**WHAT IS BEING ASKED:**
Print the first line of the records below and every line after it, up to and including the line with "partially failed runs". Print nothing else.

**DATASET RECORDS:**
::::::::::

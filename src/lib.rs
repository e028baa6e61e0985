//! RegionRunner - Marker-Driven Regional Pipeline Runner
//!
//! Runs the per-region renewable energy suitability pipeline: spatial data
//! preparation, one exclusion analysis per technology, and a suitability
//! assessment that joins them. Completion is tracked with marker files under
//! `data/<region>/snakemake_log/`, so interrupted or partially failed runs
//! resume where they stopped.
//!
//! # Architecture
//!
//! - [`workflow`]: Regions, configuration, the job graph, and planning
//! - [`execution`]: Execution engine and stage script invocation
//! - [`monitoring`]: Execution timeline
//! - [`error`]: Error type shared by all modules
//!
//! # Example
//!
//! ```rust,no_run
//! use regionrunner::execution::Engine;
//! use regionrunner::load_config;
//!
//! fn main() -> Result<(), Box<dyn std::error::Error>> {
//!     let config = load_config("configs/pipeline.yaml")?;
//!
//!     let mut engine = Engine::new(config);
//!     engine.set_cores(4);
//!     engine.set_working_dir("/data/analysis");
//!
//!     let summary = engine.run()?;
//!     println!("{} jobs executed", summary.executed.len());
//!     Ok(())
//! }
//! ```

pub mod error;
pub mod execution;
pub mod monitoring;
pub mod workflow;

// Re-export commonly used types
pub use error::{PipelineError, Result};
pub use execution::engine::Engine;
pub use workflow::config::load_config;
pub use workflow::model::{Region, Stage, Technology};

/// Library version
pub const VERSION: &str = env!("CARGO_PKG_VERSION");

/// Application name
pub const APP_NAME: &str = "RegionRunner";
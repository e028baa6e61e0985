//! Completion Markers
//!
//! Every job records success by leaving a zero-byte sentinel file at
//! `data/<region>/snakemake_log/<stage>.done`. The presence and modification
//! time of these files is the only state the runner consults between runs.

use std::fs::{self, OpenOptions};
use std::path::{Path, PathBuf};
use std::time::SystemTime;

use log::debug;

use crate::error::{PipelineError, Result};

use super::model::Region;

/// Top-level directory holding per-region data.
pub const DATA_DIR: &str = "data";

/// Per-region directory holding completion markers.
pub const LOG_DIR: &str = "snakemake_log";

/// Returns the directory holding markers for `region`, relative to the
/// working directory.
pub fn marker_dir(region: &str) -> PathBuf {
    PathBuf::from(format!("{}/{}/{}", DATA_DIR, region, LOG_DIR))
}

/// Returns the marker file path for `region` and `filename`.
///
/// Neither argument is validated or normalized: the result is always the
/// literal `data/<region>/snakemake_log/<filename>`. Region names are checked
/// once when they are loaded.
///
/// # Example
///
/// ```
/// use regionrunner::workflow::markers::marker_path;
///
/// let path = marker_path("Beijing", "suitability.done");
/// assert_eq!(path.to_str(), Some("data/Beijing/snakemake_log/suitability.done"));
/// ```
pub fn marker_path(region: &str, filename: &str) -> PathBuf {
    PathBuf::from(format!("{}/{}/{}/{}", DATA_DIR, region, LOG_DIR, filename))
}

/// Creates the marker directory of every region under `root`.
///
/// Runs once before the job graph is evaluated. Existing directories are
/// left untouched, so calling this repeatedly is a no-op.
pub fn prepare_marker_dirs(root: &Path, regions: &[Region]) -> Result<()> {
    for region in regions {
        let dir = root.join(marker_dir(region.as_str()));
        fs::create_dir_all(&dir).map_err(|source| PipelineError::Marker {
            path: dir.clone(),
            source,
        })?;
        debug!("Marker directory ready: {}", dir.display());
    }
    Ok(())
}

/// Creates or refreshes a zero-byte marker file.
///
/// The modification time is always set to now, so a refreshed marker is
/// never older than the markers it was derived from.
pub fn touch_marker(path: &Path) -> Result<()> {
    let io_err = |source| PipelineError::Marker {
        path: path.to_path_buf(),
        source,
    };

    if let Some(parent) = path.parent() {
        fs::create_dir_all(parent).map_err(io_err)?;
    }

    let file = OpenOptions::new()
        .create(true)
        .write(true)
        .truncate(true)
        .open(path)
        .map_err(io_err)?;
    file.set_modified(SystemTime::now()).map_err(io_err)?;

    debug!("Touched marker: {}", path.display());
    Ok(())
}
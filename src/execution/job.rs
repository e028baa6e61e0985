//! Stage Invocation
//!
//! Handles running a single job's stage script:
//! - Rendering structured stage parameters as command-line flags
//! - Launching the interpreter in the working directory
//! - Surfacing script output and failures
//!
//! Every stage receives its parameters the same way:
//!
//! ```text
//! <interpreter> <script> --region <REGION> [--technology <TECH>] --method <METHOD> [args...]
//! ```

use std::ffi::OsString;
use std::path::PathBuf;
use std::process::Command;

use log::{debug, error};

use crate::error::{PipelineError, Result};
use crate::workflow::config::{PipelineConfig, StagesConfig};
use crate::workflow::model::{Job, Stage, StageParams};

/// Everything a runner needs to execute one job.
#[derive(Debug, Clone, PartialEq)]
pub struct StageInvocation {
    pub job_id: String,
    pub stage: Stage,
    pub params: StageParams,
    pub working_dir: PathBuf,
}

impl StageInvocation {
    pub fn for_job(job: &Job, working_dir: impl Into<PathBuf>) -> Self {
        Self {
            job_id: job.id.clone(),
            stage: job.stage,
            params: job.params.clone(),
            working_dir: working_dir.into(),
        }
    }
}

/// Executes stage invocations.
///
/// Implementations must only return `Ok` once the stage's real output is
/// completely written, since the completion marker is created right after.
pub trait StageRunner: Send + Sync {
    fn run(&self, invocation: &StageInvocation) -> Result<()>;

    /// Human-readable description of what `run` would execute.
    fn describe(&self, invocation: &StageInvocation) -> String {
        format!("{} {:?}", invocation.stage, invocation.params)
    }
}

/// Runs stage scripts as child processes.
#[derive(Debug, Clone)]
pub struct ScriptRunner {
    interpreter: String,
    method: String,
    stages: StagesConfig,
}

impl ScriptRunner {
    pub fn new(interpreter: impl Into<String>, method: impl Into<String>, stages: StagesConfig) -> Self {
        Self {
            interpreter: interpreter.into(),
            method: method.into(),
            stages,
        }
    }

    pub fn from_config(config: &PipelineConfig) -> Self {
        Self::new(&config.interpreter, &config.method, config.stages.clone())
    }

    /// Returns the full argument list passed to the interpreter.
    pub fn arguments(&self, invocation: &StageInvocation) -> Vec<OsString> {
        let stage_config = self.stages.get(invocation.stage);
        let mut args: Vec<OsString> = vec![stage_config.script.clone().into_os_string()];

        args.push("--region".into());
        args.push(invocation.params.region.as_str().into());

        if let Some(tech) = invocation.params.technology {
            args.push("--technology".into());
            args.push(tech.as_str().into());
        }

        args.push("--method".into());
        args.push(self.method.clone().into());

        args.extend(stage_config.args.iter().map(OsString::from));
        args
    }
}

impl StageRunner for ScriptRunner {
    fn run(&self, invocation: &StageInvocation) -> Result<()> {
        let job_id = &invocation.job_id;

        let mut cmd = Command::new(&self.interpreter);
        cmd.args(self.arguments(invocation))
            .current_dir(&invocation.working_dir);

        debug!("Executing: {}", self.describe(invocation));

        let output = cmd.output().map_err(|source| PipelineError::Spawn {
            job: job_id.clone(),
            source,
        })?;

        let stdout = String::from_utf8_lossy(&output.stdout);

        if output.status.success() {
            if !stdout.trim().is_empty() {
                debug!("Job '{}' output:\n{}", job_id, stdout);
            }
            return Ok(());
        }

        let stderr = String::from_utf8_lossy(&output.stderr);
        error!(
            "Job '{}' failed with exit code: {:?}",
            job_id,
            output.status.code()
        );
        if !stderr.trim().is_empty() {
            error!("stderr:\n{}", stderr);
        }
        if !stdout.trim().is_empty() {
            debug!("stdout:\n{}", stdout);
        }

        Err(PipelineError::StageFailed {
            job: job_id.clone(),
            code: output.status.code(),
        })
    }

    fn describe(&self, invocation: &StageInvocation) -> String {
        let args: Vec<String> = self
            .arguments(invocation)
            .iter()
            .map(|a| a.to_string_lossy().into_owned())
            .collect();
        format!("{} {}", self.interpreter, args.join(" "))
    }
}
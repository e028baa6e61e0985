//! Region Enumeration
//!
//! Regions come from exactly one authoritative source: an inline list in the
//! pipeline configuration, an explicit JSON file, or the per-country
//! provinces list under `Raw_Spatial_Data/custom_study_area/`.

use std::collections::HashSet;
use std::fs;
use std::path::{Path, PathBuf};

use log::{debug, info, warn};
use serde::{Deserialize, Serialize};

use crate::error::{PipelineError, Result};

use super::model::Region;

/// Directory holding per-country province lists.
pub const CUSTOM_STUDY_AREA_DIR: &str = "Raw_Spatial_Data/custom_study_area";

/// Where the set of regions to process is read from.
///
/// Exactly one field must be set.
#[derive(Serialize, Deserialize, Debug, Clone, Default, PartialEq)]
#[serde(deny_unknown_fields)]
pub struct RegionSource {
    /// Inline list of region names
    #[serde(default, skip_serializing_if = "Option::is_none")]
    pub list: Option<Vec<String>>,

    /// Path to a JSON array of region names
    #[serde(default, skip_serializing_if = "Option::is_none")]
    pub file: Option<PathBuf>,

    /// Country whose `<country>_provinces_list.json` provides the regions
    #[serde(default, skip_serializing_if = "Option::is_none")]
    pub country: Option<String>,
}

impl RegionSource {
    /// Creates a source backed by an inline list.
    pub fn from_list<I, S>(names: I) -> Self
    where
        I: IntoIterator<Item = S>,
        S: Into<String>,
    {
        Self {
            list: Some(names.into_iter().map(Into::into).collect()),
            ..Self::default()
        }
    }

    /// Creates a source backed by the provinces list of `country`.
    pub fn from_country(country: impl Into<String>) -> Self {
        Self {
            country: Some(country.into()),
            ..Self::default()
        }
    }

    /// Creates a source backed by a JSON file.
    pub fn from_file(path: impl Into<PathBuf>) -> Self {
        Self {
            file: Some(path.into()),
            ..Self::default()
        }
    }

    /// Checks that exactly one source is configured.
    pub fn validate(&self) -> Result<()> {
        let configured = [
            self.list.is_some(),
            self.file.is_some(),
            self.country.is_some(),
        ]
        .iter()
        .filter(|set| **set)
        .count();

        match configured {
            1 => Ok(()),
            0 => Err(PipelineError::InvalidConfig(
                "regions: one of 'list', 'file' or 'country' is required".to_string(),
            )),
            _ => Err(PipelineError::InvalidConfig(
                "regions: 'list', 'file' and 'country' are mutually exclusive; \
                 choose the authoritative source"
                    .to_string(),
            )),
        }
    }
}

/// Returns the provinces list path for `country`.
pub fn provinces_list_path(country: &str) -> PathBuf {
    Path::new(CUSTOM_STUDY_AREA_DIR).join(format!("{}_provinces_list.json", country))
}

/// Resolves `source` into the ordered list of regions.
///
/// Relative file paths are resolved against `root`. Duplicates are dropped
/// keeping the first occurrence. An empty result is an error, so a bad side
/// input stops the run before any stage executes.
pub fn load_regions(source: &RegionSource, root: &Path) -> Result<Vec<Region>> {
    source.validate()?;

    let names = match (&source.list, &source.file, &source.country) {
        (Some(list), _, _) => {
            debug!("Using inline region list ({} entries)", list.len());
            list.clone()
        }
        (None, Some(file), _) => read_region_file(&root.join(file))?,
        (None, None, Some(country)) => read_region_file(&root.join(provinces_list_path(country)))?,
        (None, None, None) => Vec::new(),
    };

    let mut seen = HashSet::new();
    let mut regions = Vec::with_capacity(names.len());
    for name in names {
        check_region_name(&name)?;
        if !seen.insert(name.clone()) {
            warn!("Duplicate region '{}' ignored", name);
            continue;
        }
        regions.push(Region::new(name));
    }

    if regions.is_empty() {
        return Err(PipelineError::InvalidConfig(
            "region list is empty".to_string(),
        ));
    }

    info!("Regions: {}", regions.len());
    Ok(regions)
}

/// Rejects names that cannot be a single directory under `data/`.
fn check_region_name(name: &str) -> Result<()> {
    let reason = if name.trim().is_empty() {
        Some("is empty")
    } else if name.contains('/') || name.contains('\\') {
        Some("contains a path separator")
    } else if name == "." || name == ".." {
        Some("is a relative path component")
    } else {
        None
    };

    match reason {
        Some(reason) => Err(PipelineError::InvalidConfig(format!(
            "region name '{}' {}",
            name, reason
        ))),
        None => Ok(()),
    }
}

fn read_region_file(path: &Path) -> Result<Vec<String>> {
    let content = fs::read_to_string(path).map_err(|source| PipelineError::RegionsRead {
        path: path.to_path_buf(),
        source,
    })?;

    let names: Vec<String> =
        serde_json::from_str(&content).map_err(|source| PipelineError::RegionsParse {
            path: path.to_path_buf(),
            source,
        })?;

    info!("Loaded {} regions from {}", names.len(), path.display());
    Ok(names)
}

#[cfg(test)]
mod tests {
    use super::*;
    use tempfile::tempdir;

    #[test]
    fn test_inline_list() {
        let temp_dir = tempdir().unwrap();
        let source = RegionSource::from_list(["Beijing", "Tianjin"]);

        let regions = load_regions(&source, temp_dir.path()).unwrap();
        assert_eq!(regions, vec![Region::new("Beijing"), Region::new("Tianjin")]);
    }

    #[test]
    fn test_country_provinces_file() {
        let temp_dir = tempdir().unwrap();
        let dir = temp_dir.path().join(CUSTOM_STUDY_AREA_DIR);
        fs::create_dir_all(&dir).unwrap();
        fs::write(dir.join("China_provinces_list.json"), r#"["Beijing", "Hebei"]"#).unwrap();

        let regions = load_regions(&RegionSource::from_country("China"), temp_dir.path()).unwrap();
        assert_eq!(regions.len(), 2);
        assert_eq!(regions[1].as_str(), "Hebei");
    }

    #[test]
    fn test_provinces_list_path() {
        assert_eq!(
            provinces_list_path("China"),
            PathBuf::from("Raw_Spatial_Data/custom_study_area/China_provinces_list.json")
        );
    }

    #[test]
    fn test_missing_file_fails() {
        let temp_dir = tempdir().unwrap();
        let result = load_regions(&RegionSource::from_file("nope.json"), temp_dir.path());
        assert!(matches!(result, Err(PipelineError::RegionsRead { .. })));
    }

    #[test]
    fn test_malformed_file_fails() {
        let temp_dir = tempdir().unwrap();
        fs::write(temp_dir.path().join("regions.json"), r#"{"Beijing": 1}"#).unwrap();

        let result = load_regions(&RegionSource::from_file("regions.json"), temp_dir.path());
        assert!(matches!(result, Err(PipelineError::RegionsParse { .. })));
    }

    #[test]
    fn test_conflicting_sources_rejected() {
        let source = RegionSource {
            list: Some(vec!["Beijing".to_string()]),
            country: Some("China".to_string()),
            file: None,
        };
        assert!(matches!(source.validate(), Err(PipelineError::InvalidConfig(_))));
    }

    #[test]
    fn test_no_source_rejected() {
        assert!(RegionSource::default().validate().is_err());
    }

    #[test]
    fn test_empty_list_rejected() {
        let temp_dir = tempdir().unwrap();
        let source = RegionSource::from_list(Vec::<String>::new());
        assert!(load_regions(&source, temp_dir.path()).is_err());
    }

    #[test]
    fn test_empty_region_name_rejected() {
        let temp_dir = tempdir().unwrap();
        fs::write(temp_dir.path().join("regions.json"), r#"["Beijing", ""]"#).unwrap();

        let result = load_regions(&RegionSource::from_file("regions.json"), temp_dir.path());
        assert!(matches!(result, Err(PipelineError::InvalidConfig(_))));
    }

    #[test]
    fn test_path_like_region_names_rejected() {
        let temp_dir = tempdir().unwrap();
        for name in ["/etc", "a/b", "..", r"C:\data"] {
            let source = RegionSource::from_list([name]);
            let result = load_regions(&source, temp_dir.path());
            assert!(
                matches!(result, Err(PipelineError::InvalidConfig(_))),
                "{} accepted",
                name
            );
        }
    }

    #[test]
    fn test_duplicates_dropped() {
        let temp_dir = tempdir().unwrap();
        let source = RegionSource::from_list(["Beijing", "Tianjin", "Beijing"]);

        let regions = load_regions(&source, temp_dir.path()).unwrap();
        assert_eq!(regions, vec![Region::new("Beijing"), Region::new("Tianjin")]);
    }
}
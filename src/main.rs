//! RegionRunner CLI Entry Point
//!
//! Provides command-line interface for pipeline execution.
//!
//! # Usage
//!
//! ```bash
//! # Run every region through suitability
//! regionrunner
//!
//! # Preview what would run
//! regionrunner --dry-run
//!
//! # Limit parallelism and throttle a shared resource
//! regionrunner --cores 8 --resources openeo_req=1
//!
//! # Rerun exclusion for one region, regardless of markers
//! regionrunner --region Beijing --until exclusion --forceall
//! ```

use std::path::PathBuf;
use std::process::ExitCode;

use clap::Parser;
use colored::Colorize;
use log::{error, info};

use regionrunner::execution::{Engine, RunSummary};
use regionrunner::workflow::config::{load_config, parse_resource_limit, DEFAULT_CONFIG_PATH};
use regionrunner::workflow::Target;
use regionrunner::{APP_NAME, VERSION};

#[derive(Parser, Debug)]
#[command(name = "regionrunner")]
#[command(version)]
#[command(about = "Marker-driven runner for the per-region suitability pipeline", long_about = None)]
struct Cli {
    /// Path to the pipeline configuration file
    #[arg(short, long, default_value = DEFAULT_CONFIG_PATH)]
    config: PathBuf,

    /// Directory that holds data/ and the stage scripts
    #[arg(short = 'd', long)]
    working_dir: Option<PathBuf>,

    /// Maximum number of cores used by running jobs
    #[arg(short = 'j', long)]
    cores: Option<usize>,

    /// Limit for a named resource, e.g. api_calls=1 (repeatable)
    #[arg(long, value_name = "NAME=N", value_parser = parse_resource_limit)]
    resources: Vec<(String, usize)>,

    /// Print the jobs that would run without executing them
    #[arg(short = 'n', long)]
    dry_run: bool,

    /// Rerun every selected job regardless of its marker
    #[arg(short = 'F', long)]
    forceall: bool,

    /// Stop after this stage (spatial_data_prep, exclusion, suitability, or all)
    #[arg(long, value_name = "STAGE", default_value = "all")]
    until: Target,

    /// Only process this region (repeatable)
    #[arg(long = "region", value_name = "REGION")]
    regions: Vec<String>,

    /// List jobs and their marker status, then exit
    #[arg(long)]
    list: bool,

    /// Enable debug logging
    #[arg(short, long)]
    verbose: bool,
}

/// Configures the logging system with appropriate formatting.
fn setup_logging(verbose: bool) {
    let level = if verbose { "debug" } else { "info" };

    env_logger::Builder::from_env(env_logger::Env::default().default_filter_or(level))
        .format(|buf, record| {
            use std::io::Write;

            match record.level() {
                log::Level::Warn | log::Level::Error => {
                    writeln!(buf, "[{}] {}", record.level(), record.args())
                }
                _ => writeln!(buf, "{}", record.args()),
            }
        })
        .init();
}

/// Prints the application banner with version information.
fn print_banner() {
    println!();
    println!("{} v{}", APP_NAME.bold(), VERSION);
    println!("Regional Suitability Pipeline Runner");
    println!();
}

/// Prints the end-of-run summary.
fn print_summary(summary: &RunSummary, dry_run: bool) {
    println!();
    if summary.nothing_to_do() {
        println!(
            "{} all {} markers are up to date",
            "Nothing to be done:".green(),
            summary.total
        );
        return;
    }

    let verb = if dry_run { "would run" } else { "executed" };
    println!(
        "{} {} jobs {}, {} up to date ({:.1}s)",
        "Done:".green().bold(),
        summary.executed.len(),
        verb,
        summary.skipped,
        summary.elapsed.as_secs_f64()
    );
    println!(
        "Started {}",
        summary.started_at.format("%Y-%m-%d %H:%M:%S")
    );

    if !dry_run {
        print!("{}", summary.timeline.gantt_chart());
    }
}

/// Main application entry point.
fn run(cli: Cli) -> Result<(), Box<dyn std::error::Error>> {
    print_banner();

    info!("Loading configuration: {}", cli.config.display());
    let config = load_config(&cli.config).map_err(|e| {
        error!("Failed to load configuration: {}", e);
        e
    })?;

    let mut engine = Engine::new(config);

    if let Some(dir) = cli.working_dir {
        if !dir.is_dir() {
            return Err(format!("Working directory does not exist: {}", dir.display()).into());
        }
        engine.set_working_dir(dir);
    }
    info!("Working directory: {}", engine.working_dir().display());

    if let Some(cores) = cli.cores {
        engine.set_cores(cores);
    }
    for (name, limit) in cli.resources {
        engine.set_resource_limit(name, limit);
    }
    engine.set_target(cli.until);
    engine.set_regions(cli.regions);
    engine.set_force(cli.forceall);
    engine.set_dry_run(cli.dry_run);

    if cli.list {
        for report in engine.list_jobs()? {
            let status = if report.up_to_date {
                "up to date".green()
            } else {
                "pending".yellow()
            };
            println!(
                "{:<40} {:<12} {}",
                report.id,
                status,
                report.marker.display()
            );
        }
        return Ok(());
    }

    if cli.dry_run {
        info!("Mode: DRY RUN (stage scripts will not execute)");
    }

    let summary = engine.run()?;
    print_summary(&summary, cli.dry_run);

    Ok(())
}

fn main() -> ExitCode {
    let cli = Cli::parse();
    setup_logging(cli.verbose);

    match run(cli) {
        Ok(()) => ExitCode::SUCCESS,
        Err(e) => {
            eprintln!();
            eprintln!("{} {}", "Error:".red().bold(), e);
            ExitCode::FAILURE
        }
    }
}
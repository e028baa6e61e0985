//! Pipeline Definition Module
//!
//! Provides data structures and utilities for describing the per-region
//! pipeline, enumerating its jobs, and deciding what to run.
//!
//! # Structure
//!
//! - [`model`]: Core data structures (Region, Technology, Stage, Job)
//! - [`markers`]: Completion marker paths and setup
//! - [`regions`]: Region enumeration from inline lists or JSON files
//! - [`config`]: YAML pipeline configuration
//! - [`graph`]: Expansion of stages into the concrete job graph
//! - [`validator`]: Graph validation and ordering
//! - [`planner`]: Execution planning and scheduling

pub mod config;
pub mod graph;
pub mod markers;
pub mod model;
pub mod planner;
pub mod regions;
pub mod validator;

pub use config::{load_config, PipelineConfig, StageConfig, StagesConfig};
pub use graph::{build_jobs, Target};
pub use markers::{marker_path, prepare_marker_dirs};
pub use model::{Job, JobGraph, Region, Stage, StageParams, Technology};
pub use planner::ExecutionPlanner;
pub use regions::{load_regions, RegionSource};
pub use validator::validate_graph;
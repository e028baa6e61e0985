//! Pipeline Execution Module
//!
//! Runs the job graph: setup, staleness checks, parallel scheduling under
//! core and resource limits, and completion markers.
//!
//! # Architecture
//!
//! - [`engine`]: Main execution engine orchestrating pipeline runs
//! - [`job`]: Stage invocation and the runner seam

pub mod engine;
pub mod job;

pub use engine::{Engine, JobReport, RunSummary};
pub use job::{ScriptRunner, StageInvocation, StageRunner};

::::::::::

**SOLUTION:**
filename src/lib.rs
repository e028baa6e61e0985
//! RegionRunner - Marker-Driven Regional Pipeline Runner
//!
//! Runs the per-region renewable energy suitability pipeline: spatial data
//! preparation, one exclusion analysis per technology, and a suitability
//! assessment that joins them. Completion is tracked with marker files under
//! `data/<region>/snakemake_log/`, so interrupted or partially failed runs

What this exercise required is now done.